Good talk! Bret is super into ideas, to the point where he feels like an injustice has been done to the world when an idea isn’t able to grow. Which is interesting! And he showed off a bunch impressive visual programming things. Programming is about building and running a mental model of computation in your head, but Bret thinks that there’s no need to “play computer” if you have a computer sitting on your desk that you can harness it to do the heavy lifting for you. I think there’s some truth to that, because I’ve tutored people before and everybody struggles with thinking about the state the machine is in. Having an immediate visual representation of that state would be an incredible tool for teaching. Maybe it would also help for other tasks, but I’d have to try it myself to form an opinion.

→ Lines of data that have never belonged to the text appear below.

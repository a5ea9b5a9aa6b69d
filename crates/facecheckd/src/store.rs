use facecheck_core::{ImagePayload, ReferenceKey, ReferenceResolver, ResolveError};
use std::io::Write;
use std::path::{Path, PathBuf};
use tempfile::NamedTempFile;
use thiserror::Error;

const MAX_KEY_LEN: usize = 64;
/// Binary containers, looked up in this order before the base64 text form.
const BINARY_EXTENSIONS: [&str; 3] = ["jpg", "jpeg", "png"];
const TEXT_EXTENSION: &str = "b64";

#[derive(Error, Debug)]
pub enum StoreError {
    #[error("invalid subject key {0:?}: expected 1-64 characters of [A-Za-z0-9_-]")]
    InvalidKey(String),
    #[error("reference store I/O: {0}")]
    Io(#[from] std::io::Error),
}

/// Reference images kept as one file per subject in a single directory.
pub struct DirectoryStore {
    root: PathBuf,
}

impl DirectoryStore {
    /// Open the store, creating the directory if needed.
    pub fn open(root: impl Into<PathBuf>) -> Result<Self, StoreError> {
        let root = root.into();
        std::fs::create_dir_all(&root)?;
        tracing::info!(path = %root.display(), "reference store opened");
        Ok(Self { root })
    }

    pub fn root(&self) -> &Path {
        &self.root
    }

    /// Read the stored reference for `key`, if any.
    pub fn load(&self, key: &ReferenceKey) -> Result<Option<ImagePayload>, StoreError> {
        validate_key(key)?;

        for ext in BINARY_EXTENSIONS {
            if let Some(bytes) = read_if_exists(&self.path_for(key, ext))? {
                return Ok(Some(ImagePayload::Binary(bytes)));
            }
        }
        match read_if_exists(&self.path_for(key, TEXT_EXTENSION))? {
            Some(bytes) => Ok(Some(ImagePayload::Base64(String::from_utf8_lossy(&bytes).into_owned()))),
            None => Ok(None),
        }
    }

    /// Store JPEG bytes as `<key>.jpg`, replacing any previous reference.
    ///
    /// The bytes go to a temporary file in the same directory that is then
    /// renamed into place, so readers never see a partial image.
    pub fn store(&self, key: &ReferenceKey, jpeg: &[u8]) -> Result<PathBuf, StoreError> {
        validate_key(key)?;
        let target = self.path_for(key, "jpg");

        let mut tmp = NamedTempFile::new_in(&self.root)?;
        tmp.write_all(jpeg)?;
        tmp.as_file().sync_all()?;
        tmp.persist(&target).map_err(|e| e.error)?;

        // Only one stored form per subject.
        for ext in BINARY_EXTENSIONS.iter().copied().filter(|e| *e != "jpg").chain([TEXT_EXTENSION]) {
            match std::fs::remove_file(self.path_for(key, ext)) {
                Ok(()) => tracing::debug!(subject = %key, ext, "removed superseded reference"),
                Err(e) if e.kind() == std::io::ErrorKind::NotFound => {}
                Err(e) => return Err(e.into()),
            }
        }

        tracing::info!(subject = %key, bytes = jpeg.len(), path = %target.display(), "reference stored");
        Ok(target)
    }

    fn path_for(&self, key: &ReferenceKey, ext: &str) -> PathBuf {
        self.root.join(format!("{}.{ext}", key.as_str()))
    }
}

impl ReferenceResolver for DirectoryStore {
    fn resolve(&self, key: &ReferenceKey) -> Result<Option<ImagePayload>, ResolveError> {
        self.load(key).map_err(|e| ResolveError(e.to_string()))
    }
}

/// Keys are restricted to `[A-Za-z0-9_-]{1,64}` so they can never name a path
/// outside the store directory.
pub fn validate_key(key: &ReferenceKey) -> Result<(), StoreError> {
    let k = key.as_str();
    let valid = !k.is_empty()
        && k.len() <= MAX_KEY_LEN
        && k.bytes().all(|b| b.is_ascii_alphanumeric() || b == b'_' || b == b'-');
    if valid {
        Ok(())
    } else {
        Err(StoreError::InvalidKey(k.to_string()))
    }
}

fn read_if_exists(path: &Path) -> Result<Option<Vec<u8>>, std::io::Error> {
    match std::fs::read(path) {
        Ok(bytes) => Ok(Some(bytes)),
        Err(e) if e.kind() == std::io::ErrorKind::NotFound => Ok(None),
        Err(e) => Err(e),
    }
}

One of his big points is how the motivation for something is more important than the end result. People don’t do significant things just because, they do them as the byproduct of chasing something else. For example, I am guided by a reverence for life, but the “end results” of this are reflected in my diet and my views on software. If you can only process the byproducts of someone’s philosophy, you will not understand why they act the way they do.

Gary Bernhardt - Wat

https://www.destroyallsoftware.com/talks/wat

Funny talk, illuminates how having a complex set of coercion rules may as well be magic: if it’s more clear to make a cast, the non-cast version may as well be undefined. Otherwise, you’re just causing confusion.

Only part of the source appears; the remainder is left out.